BEGIN RECORDED INFORMATION
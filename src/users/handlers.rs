use axum::{
    extract::{FromRef, Path, State},
    http::StatusCode,
    routing::{get, post},
    Json, Router,
};
use lazy_static::lazy_static;
use regex::Regex;
use time::{Duration, OffsetDateTime};
use tracing::{error, info, instrument, warn};

use crate::{
    state::AppState,
    users::{
        dto::{AuthResponse, LoginRequest, RecoveryRequest, RecoveryStatus, ResetPasswordRequest},
        error::UserError,
        jwt::{AuthUser, JwtKeys},
        models::{PasswordRecoveryToken, User},
        services::{
            self, generate_recovery_token, hash_password, verify_password, CreateUserTokenParams,
            EmailParams, TokenParams, UpdateUserPasswordParams,
        },
    },
};

const MIN_PASSWORD_LEN: usize = 8;

pub fn auth_routes() -> Router<AppState> {
    Router::new()
        .route("/auth/login", post(login))
        .route("/auth/recovery", post(request_recovery))
        .route(
            "/auth/recovery/:token",
            get(recovery_status).post(reset_password),
        )
}

pub fn me_routes() -> Router<AppState> {
    Router::new().route("/me", get(get_me))
}

fn is_valid_email(email: &str) -> bool {
    lazy_static! {
        static ref EMAIL_RE: Regex = Regex::new(r"^[^@\s]+@[^@\s]+\.[^@\s]+$").unwrap();
    }
    EMAIL_RE.is_match(email)
}

// Registration is external and may keep mixed case, so only whitespace is stripped.
fn normalize_email(email: &str) -> Result<String, (StatusCode, String)> {
    let email = email.trim().to_string();
    if !is_valid_email(&email) {
        warn!(%email, "invalid email");
        return Err((StatusCode::BAD_REQUEST, "Invalid email".into()));
    }
    Ok(email)
}

fn user_error(e: UserError) -> (StatusCode, String) {
    match e {
        UserError::MissingField(field) => {
            warn!(field, "user module rejected request");
            (StatusCode::BAD_REQUEST, e.to_string())
        }
        UserError::Store(source) => {
            error!(error = %source, "user store failed");
            internal()
        }
    }
}

// Callers log the cause; the body stays generic.
fn internal() -> (StatusCode, String) {
    (StatusCode::INTERNAL_SERVER_ERROR, "Internal error".into())
}

fn invalid_credentials() -> (StatusCode, String) {
    (StatusCode::UNAUTHORIZED, "Invalid credentials".into())
}

#[instrument(skip(state, payload))]
pub async fn login(
    State(state): State<AppState>,
    Json(payload): Json<LoginRequest>,
) -> Result<Json<AuthResponse>, (StatusCode, String)> {
    let email = normalize_email(&payload.email)?;

    let creds = services::get_user_for_auth(
        state.users.as_ref(),
        EmailParams {
            email: Some(email.clone()),
        },
    )
    .await
    .map_err(user_error)?;

    let Some(creds) = creds else {
        warn!(%email, "login unknown email");
        return Err(invalid_credentials());
    };
    let Some(hash) = creds.password.as_deref() else {
        warn!(user_id = %creds.user.id, "login for account without password");
        return Err(invalid_credentials());
    };

    let ok = verify_password(&payload.password, hash).map_err(|e| {
        error!(error = %e, "verify_password failed");
        internal()
    })?;
    if !ok {
        warn!(user_id = %creds.user.id, "login invalid password");
        return Err(invalid_credentials());
    }

    let access_token = JwtKeys::from_ref(&state).sign(&creds.user).map_err(|e| {
        error!(error = %e, "jwt sign failed");
        internal()
    })?;

    info!(user_id = %creds.user.id, "user logged in");
    Ok(Json(AuthResponse {
        access_token,
        user: creds.user,
    }))
}

/// Always answers 202 so callers cannot probe which emails are registered.
#[instrument(skip(state, payload))]
pub async fn request_recovery(
    State(state): State<AppState>,
    Json(payload): Json<RecoveryRequest>,
) -> Result<StatusCode, (StatusCode, String)> {
    let email = normalize_email(&payload.email)?;

    let user = services::get_user_by_email(
        state.users.as_ref(),
        EmailParams {
            email: Some(email.clone()),
        },
    )
    .await
    .map_err(user_error)?;
    if user.is_none() {
        warn!(%email, "recovery requested for unknown email");
        return Ok(StatusCode::ACCEPTED);
    }

    let expired_at =
        OffsetDateTime::now_utc() + Duration::minutes(state.config.recovery.ttl_minutes);
    let user = services::create_user_token(
        state.users.as_ref(),
        CreateUserTokenParams {
            email: Some(email),
            token: Some(generate_recovery_token()),
            expired_at: Some(expired_at),
        },
    )
    .await
    .map_err(user_error)?;

    // TODO: mail the recovery link to the user once an SMTP relay is configured.
    info!(user_id = %user.id, %expired_at, "password recovery started");
    Ok(StatusCode::ACCEPTED)
}

async fn load_token(
    state: &AppState,
    token: String,
) -> Result<PasswordRecoveryToken, (StatusCode, String)> {
    services::get_password_recovery_token(state.users.as_ref(), TokenParams { token: Some(token) })
        .await
        .map_err(user_error)?
        .ok_or((StatusCode::NOT_FOUND, "Recovery token not found".into()))
}

#[instrument(skip(state, token))]
pub async fn recovery_status(
    State(state): State<AppState>,
    Path(token): Path<String>,
) -> Result<Json<RecoveryStatus>, (StatusCode, String)> {
    let recovery = load_token(&state, token).await?;
    Ok(Json(RecoveryStatus {
        valid: recovery.is_usable_at(OffsetDateTime::now_utc()),
        expired_at: recovery.expired_at,
    }))
}

#[instrument(skip(state, token, payload))]
pub async fn reset_password(
    State(state): State<AppState>,
    Path(token): Path<String>,
    Json(payload): Json<ResetPasswordRequest>,
) -> Result<StatusCode, (StatusCode, String)> {
    if payload.password.len() < MIN_PASSWORD_LEN {
        warn!("password too short");
        return Err((StatusCode::BAD_REQUEST, "Password too short".into()));
    }

    let recovery = load_token(&state, token).await?;
    if !recovery.is_usable_at(OffsetDateTime::now_utc()) {
        warn!(user_id = %recovery.user_id, "recovery token used or expired");
        return Err((StatusCode::GONE, "Recovery token expired".into()));
    }

    let encrypted = hash_password(&payload.password).map_err(|e| {
        error!(error = %e, "hash_password failed");
        internal()
    })?;

    let recovered = services::update_user_password(
        state.users.as_ref(),
        UpdateUserPasswordParams {
            token: Some(recovery.token),
            encrypted_password: Some(encrypted),
        },
    )
    .await
    .map_err(user_error)?;

    info!(user_id = %recovered.user_id, "password reset");
    Ok(StatusCode::NO_CONTENT)
}

#[instrument(skip(state, claims))]
pub async fn get_me(
    State(state): State<AppState>,
    AuthUser(claims): AuthUser,
) -> Result<Json<User>, (StatusCode, String)> {
    let user = services::get_user_by_email(
        state.users.as_ref(),
        EmailParams {
            email: Some(claims.email),
        },
    )
    .await
    .map_err(user_error)?;

    user.map(Json).ok_or_else(|| {
        warn!(user_id = %claims.sub, "user not found");
        (StatusCode::UNAUTHORIZED, "User not found".into())
    })
}
use std::collections::HashMap;
use std::sync::{Mutex, MutexGuard};

use async_trait::async_trait;
use time::OffsetDateTime;
use uuid::Uuid;

use crate::users::models::{PasswordRecoveryToken, User, UserCredentials};
use crate::users::repo::UserStore;

#[derive(Default)]
struct Tables {
    // keyed by email
    users: HashMap<String, UserCredentials>,
    // keyed by token value
    tokens: HashMap<String, PasswordRecoveryToken>,
}

/// [`UserStore`] kept in process memory. Used when no database is
/// configured and by tests.
#[derive(Default)]
pub struct MemoryUserStore {
    tables: Mutex<Tables>,
}

impl MemoryUserStore {
    pub fn new() -> Self {
        Self::default()
    }

    fn tables(&self) -> anyhow::Result<MutexGuard<'_, Tables>> {
        self.tables
            .lock()
            .map_err(|_| anyhow::anyhow!("memory store lock poisoned"))
    }
}

// Registration lives outside this service; tests seed and inspect accounts directly.
#[cfg(test)]
impl MemoryUserStore {
    pub fn insert_user(&self, user: User, password: Option<String>) -> anyhow::Result<()> {
        let mut tables = self.tables()?;
        if tables.users.contains_key(&user.email) {
            anyhow::bail!("duplicate email {}", user.email);
        }
        tables
            .users
            .insert(user.email.clone(), UserCredentials { user, password });
        Ok(())
    }

    pub fn password_of(&self, email: &str) -> anyhow::Result<Option<String>> {
        Ok(self
            .tables()?
            .users
            .get(email)
            .and_then(|c| c.password.clone()))
    }

    pub fn token_values(&self) -> anyhow::Result<Vec<String>> {
        Ok(self.tables()?.tokens.keys().cloned().collect())
    }
}

#[async_trait]
impl UserStore for MemoryUserStore {
    async fn find_user_by_email(&self, email: &str) -> anyhow::Result<Option<User>> {
        Ok(self.tables()?.users.get(email).map(|c| c.user.clone()))
    }

    async fn find_user_for_auth(&self, email: &str) -> anyhow::Result<Option<UserCredentials>> {
        Ok(self.tables()?.users.get(email).cloned())
    }

    async fn update_user_token(
        &self,
        email: &str,
        token: &str,
        expired_at: OffsetDateTime,
    ) -> anyhow::Result<User> {
        let mut tables = self.tables()?;
        let user = tables
            .users
            .get(email)
            .map(|c| c.user.clone())
            .ok_or_else(|| anyhow::anyhow!("no user to update for email {}", email))?;
        if tables.tokens.contains_key(token) {
            anyhow::bail!("recovery token already exists");
        }
        tables.tokens.insert(
            token.to_string(),
            PasswordRecoveryToken {
                id: Uuid::new_v4().to_string(),
                token: token.to_string(),
                is_recovered: false,
                created_at: OffsetDateTime::now_utc(),
                expired_at,
                user_id: user.id.clone(),
            },
        );
        Ok(user)
    }

    async fn update_token_password(
        &self,
        token: &str,
        encrypted_password: &str,
    ) -> anyhow::Result<PasswordRecoveryToken> {
        let mut tables = self.tables()?;
        let user_id = tables
            .tokens
            .get(token)
            .filter(|t| !t.is_recovered)
            .map(|t| t.user_id.clone())
            .ok_or_else(|| anyhow::anyhow!("no unused recovery token to update"))?;

        let owner = tables
            .users
            .values_mut()
            .find(|c| c.user.id == user_id)
            .ok_or_else(|| anyhow::anyhow!("recovery token owner {} missing", user_id))?;
        owner.password = Some(encrypted_password.to_string());

        let recovery = tables
            .tokens
            .get_mut(token)
            .ok_or_else(|| anyhow::anyhow!("no recovery token to update"))?;
        recovery.is_recovered = true;
        Ok(recovery.clone())
    }

    async fn find_token_by_token(
        &self,
        token: &str,
    ) -> anyhow::Result<Option<PasswordRecoveryToken>> {
        Ok(self.tables()?.tokens.get(token).cloned())
    }
}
END RECORDED INFORMATION
__WHAT IS BEING ASKED__
Tell how many lines of the listing include the word "found"; the number alone is the answer.

__EXERCISE OUTPUT__
3